Having a family member or friend serve could lead to resentment if the family member does or does not take a fee. Being a trustee can be a lot of work and time intensive. For example, your brother may resent not getting paid for his services while overseeing trust assets for your children. Your kids may not appreciate the work that is performed and may be perceived as being ungrateful. On the flip side, your children may resent their uncle getting paid from “their” money if he does take a fee.
Another disadvantage is that your family member may be “too close” to the family and may get caught up in the drama. Or, they may have a power trip and enjoy being in control of your beneficiary’s finances. You may want someone with a little more separation who will see your beneficiaries with a fresh set of eyes and treat them equally.
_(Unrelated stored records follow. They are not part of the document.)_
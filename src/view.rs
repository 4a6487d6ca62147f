pub const MIN_ZOOM: f32 = 0.1;
pub const MAX_ZOOM: f32 = 40.0;
pub const DEFAULT_ZOOM: f32 = 1.0;

/// Horizontal zoom and pan applied to the signal plot.
///
/// Screen positions are measured in pixels. `origin_x` is the left edge of the
/// drawable plot area and `base_scale` the pixel distance between two samples at
/// zoom 1; both come from the current layout.
#[derive(Clone, Copy, Debug, PartialEq)]
pub struct ViewTransform {
    zoom: f32,
    offset_x: f32,
}

impl Default for ViewTransform {
    fn default() -> Self {
        Self {
            zoom: DEFAULT_ZOOM,
            offset_x: 0.0,
        }
    }
}

impl ViewTransform {
    pub fn zoom(&self) -> f32 {
        self.zoom
    }

    pub fn offset_x(&self) -> f32 {
        self.offset_x
    }

    pub fn sample_to_screen_x(&self, index: f32, origin_x: f32, base_scale: f32) -> f32 {
        origin_x + index * base_scale * self.zoom + self.offset_x
    }

    /// Fractional sample index under screen `x`. Requires `base_scale > 0`.
    pub fn screen_to_sample(&self, x: f32, origin_x: f32, base_scale: f32) -> f32 {
        (x - origin_x - self.offset_x) / (base_scale * self.zoom)
    }

    /// Value 0 sits on `bottom`, value 1 one full `height` above it.
    pub fn value_to_screen_y(value: f32, bottom: f32, height: f32) -> f32 {
        bottom - value * height
    }

    /// Scales the zoom by `factor` while the sample under `pivot_x` stays put.
    pub fn zoom_by(&mut self, factor: f32, pivot_x: f32, origin_x: f32) {
        if !factor.is_finite() || factor <= 0.0 {
            return;
        }
        let old_zoom = self.zoom;
        self.zoom = (old_zoom * factor).clamp(MIN_ZOOM, MAX_ZOOM);

        let ratio = self.zoom / old_zoom;
        let pivot = pivot_x - origin_x;
        self.offset_x = (self.offset_x - pivot) * ratio + pivot;
    }

    pub fn pan_by(&mut self, delta_x: f32) {
        self.offset_x += delta_x;
    }

    pub fn reset(&mut self) {
        *self = Self::default();
    }
}
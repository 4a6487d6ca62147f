use std::{
    fs::File,
    io::{self, BufRead, BufReader},
    path::{Path, PathBuf},
};

use log::{info, warn};
use thiserror::Error;

const TIMESTEP_PREFIX: &str = "TIMESTEP;";
const UNITS_PREFIX: &str = "UNITS;";
const DATA_MARKER: &str = "DATA;";

#[derive(Debug, Error)]
pub enum WaveformError {
    #[error("cannot read waveform source {}: {source}", path.display())]
    SourceUnavailable {
        path: PathBuf,
        #[source]
        source: io::Error,
    },
    #[error("line {line}: malformed {field} value {value:?}, field left unset")]
    MalformedField {
        line: usize,
        field: &'static str,
        value: String,
    },
}

#[derive(Clone, Copy, Debug, PartialEq, Eq)]
pub enum TimeUnit {
    Milliseconds,
    Microseconds,
    Nanoseconds,
}

impl TimeUnit {
    /// Unknown labels fall back to milliseconds.
    pub fn from_label(label: &str) -> Self {
        match label {
            "ns" => TimeUnit::Nanoseconds,
            "us" | "μs" | "µs" => TimeUnit::Microseconds,
            _ => TimeUnit::Milliseconds,
        }
    }

    pub fn per_millisecond(&self) -> u64 {
        match self {
            TimeUnit::Milliseconds => 1,
            TimeUnit::Microseconds => 1_000,
            TimeUnit::Nanoseconds => 1_000_000,
        }
    }
}

#[derive(Clone, Debug, Default, PartialEq, Eq)]
pub struct Metadata {
    /// Duration of one sample in `units`. `None` when absent or not a positive integer.
    pub timestep: Option<u64>,
    pub units: String,
    pub name: String,
}

impl Metadata {
    pub fn time_unit(&self) -> TimeUnit {
        TimeUnit::from_label(&self.units)
    }
}

/// Parsed binary waveform. Samples are immutable once loaded.
#[derive(Debug, Default)]
pub struct Waveform {
    samples: Vec<u8>,
    metadata: Metadata,
    diagnostics: Vec<WaveformError>,
}

impl Waveform {
    pub fn empty(name: impl Into<String>) -> Self {
        Self {
            metadata: Metadata {
                name: name.into(),
                ..Default::default()
            },
            ..Default::default()
        }
    }

    pub fn load(path: impl AsRef<Path>) -> Result<Self, WaveformError> {
        let path = path.as_ref();
        let unavailable = |source| WaveformError::SourceUnavailable {
            path: path.to_path_buf(),
            source,
        };
        let file = File::open(path).map_err(unavailable)?;
        let mut waveform = Self::parse(BufReader::new(file)).map_err(unavailable)?;
        waveform.metadata.name = display_name(path);
        Ok(waveform)
    }

    /// Loads `path`, degrading to an empty waveform when the source cannot be read.
    pub fn load_or_empty(path: impl AsRef<Path>) -> Self {
        let path = path.as_ref();
        match Self::load(path) {
            Ok(waveform) => {
                info!(
                    "loaded {} samples from {} (timestep={:?}, units={:?})",
                    waveform.len(),
                    path.display(),
                    waveform.metadata.timestep,
                    waveform.metadata.units
                );
                for issue in waveform.diagnostics() {
                    warn!("{}: {issue}", path.display());
                }
                if waveform.is_empty() {
                    warn!("{} holds no samples after DATA;", path.display());
                }
                waveform
            }
            Err(err) => {
                warn!("{err}; showing an empty view");
                Self::empty(display_name(path))
            }
        }
    }

    pub fn parse(reader: impl BufRead) -> io::Result<Self> {
        let mut waveform = Self::default();
        let mut in_data = false;

        for (index, line) in reader.split(b'\n').enumerate() {
            let line = line?;
            let line = String::from_utf8_lossy(&line);
            let line = line.trim();

            if let Some(value) = line.strip_prefix(TIMESTEP_PREFIX) {
                let value = value.replace(';', "");
                waveform.metadata.timestep = parse_timestep(&value);
                if waveform.metadata.timestep.is_none() {
                    waveform.diagnostics.push(WaveformError::MalformedField {
                        line: index + 1,
                        field: "TIMESTEP",
                        value,
                    });
                }
            } else if let Some(value) = line.strip_prefix(UNITS_PREFIX) {
                waveform.metadata.units = value.replace(';', "");
            } else if line == DATA_MARKER {
                in_data = true;
            } else if in_data {
                match line.chars().next() {
                    Some('0') => waveform.samples.push(0),
                    Some('1') => waveform.samples.push(1),
                    _ => {}
                }
            }
        }

        Ok(waveform)
    }

    pub fn samples(&self) -> &[u8] {
        &self.samples
    }

    pub fn len(&self) -> usize {
        self.samples.len()
    }

    pub fn is_empty(&self) -> bool {
        self.samples.is_empty()
    }

    pub fn metadata(&self) -> &Metadata {
        &self.metadata
    }

    pub fn diagnostics(&self) -> &[WaveformError] {
        &self.diagnostics
    }
}

fn parse_timestep(value: &str) -> Option<u64> {
    value.trim().parse::<u64>().ok().filter(|step| *step > 0)
}

fn display_name(path: &Path) -> String {
    path.file_name()
        .map(|name| name.to_string_lossy().into_owned())
        .unwrap_or_else(|| path.display().to_string())
}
Instead, your family may be better served with a qualified bank that has expertise with trust administration. Professional trustees, like a bank, bring structure and oversight to the trust administration, including an experienced trust department that oversees the trust administration. You will pay for this service, but in many instances, it will be money well spent. They will make the tough decisions and tell beneficiaries “no” when appropriate. It is often advantageous to use a bank (i) when the beneficiaries do not get along, (ii) when there is a problem beneficiary, (iii) your beneficiaries are busy with life; or (iv) when you are dealing with larger estates or difficult to manage assets.
In short, family and finances can be a volatile mixture.
A drawback to a bank is that they may be perceived as too restrictive or inflexible. They also may be “tightfisted” in making distributions if it will reduce the assets under management that they are investing. These concerns can be addressed by giving a neutral third party, such as a trusted family member or advisor, the ability to remove and replace the trustee if necessary.
In summary, while individuals can perform the job, you should at least consider using a professional to do the job correctly and efficiently to help keep family harmony.